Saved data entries
_____
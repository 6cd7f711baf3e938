use std::{
    fs,
    path::{Path, PathBuf},
    time::Duration,
};

use serde::Deserialize;

pub const SETTINGS_FILE: &str = "lab.toml";

#[derive(Debug, Clone, PartialEq, Eq)]
pub struct Settings {
    pub catalog_path: Option<PathBuf>,
    pub reveal_delay_ms: u64,
    pub log_filter: String,
}

impl Default for Settings {
    fn default() -> Self {
        Self {
            catalog_path: None,
            reveal_delay_ms: 1000,
            log_filter: "info".into(),
        }
    }
}

impl Settings {
    pub fn reveal_delay(&self) -> Duration {
        Duration::from_millis(self.reveal_delay_ms)
    }
}

#[derive(Debug, Default, Deserialize)]
struct FileSettings {
    catalog_path: Option<PathBuf>,
    reveal_delay_ms: Option<u64>,
    log_filter: Option<String>,
}

pub fn load_settings() -> Settings {
    load_settings_from(Path::new(SETTINGS_FILE), |key| std::env::var(key).ok())
}

/// Defaults, then the settings file, then environment overrides.
pub fn load_settings_from(path: &Path, env: impl Fn(&str) -> Option<String>) -> Settings {
    let mut settings = Settings::default();

    if let Ok(raw) = fs::read_to_string(path) {
        if let Ok(file_cfg) = toml::from_str::<FileSettings>(&raw) {
            if let Some(v) = file_cfg.catalog_path {
                settings.catalog_path = Some(v);
            }
            if let Some(v) = file_cfg.reveal_delay_ms {
                settings.reveal_delay_ms = v;
            }
            if let Some(v) = file_cfg.log_filter {
                settings.log_filter = v;
            }
        }
    }

    if let Some(v) = env("LAB_CATALOG") {
        settings.catalog_path = Some(PathBuf::from(v));
    }
    if let Some(v) = env("APP__CATALOG_PATH") {
        settings.catalog_path = Some(PathBuf::from(v));
    }

    if let Some(v) = env("APP__REVEAL_DELAY_MS") {
        if let Ok(parsed) = v.parse::<u64>() {
            settings.reveal_delay_ms = parsed;
        }
    }

    if let Some(v) = env("APP__LOG_FILTER") {
        settings.log_filter = v;
    }

    settings
}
_____
Exercise:
All of the entries need to be reproduced exactly; please write them out.

Completed exercise:
repository 6cd7f711baf3e938
use std::{
    fs,
    path::{Path, PathBuf},
    time::Duration,
};

use serde::Deserialize;

pub const SETTINGS_FILE: &str = "lab.toml";

#[derive(Debug, Clone, PartialEq, Eq)]
pub struct Settings {
    pub catalog_path: Option<PathBuf>,
    pub reveal_delay_ms: u64,
    pub log_filter: String,
}

impl Default for Settings {
    fn default() -> Self {
        Self {
            catalog_path: None,
            reveal_delay_ms: 1000,
            log_filter: "info".into(),
        }
    }
}

impl Settings {
    pub fn reveal_delay(&self) -> Duration {
        Duration::from_millis(self.reveal_delay_ms)
    }
}

#[derive(Debug, Default, Deserialize)]
struct FileSettings {
    catalog_path: Option<PathBuf>,
    reveal_delay_ms: Option<u64>,
    log_filter: Option<String>,
}

pub fn load_settings() -> Settings {
    load_settings_from(Path::new(SETTINGS_FILE), |key| std::env::var(key).ok())
}

/// Defaults, then the settings file, then environment overrides.
pub fn load_settings_from(path: &Path, env: impl Fn(&str) -> Option<String>) -> Settings {
    let mut settings = Settings::default();

    if let Ok(raw) = fs::read_to_string(path) {
        if let Ok(file_cfg) = toml::from_str::<FileSettings>(&raw) {
            if let Some(v) = file_cfg.catalog_path {
                settings.catalog_path = Some(v);
            }
            if let Some(v) = file_cfg.reveal_delay_ms {
                settings.reveal_delay_ms = v;
            }
            if let Some(v) = file_cfg.log_filter {
                settings.log_filter = v;
            }
        }
    }

    if let Some(v) = env("LAB_CATALOG") {
        settings.catalog_path = Some(PathBuf::from(v));
    }
    if let Some(v) = env("APP__CATALOG_PATH") {
        settings.catalog_path = Some(PathBuf::from(v));
    }

    if let Some(v) = env("APP__REVEAL_DELAY_MS") {
        if let Ok(parsed) = v.parse::<u64>() {
            settings.reveal_delay_ms = parsed;
        }
    }

    if let Some(v) = env("APP__LOG_FILTER") {
        settings.log_filter = v;
    }

    settings
}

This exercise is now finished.